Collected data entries

----

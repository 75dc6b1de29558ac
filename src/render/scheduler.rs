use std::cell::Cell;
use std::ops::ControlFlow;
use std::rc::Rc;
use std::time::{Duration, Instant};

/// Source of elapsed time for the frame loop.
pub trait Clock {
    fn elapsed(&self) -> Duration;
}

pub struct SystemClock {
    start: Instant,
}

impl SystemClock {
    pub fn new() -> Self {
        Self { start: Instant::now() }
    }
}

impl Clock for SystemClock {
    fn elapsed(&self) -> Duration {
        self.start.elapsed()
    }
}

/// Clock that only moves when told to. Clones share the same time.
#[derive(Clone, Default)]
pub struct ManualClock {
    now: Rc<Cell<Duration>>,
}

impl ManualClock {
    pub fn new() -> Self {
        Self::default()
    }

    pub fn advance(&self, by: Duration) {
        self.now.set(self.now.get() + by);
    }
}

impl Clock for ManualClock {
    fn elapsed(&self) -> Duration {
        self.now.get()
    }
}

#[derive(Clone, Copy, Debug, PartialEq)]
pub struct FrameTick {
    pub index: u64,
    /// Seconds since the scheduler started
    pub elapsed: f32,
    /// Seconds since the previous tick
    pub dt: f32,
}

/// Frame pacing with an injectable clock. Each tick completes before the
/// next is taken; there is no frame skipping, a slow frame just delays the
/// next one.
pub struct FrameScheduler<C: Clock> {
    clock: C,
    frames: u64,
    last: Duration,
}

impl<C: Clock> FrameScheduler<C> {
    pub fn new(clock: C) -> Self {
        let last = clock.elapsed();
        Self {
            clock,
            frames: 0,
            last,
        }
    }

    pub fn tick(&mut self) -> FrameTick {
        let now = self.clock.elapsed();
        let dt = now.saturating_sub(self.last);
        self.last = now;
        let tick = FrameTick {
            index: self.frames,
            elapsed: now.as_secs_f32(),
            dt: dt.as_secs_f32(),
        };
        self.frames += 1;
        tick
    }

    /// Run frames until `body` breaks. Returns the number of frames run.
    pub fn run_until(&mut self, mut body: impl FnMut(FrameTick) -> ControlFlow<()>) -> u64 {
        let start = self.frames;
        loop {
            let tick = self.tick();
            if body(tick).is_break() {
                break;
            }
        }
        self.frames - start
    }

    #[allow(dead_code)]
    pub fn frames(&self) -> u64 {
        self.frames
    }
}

----

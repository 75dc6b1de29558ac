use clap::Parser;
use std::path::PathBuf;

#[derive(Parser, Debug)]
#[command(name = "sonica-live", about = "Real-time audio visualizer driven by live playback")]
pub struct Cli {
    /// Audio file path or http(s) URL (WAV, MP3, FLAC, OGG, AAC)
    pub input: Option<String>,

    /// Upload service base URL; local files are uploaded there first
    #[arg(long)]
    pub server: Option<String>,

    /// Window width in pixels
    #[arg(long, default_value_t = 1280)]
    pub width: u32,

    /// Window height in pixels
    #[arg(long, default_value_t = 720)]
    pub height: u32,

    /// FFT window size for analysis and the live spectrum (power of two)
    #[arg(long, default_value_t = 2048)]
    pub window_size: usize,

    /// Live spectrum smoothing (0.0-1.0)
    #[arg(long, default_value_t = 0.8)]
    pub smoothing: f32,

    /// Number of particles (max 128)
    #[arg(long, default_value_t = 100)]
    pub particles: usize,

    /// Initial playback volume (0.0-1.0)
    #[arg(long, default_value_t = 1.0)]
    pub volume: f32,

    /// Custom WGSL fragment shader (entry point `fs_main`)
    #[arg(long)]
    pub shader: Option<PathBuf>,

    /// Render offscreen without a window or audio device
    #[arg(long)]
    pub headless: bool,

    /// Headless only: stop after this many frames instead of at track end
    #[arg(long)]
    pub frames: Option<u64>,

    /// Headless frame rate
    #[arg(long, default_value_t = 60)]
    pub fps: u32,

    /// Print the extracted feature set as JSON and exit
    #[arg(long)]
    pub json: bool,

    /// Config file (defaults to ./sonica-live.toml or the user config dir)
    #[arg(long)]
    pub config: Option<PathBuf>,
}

----

To do:
If a line in the records above includes the string "struct", copy it.

Response to this task:
pub struct SystemClock {
pub struct ManualClock {
pub struct FrameTick {
pub struct FrameScheduler<C: Clock> {
pub struct Cli {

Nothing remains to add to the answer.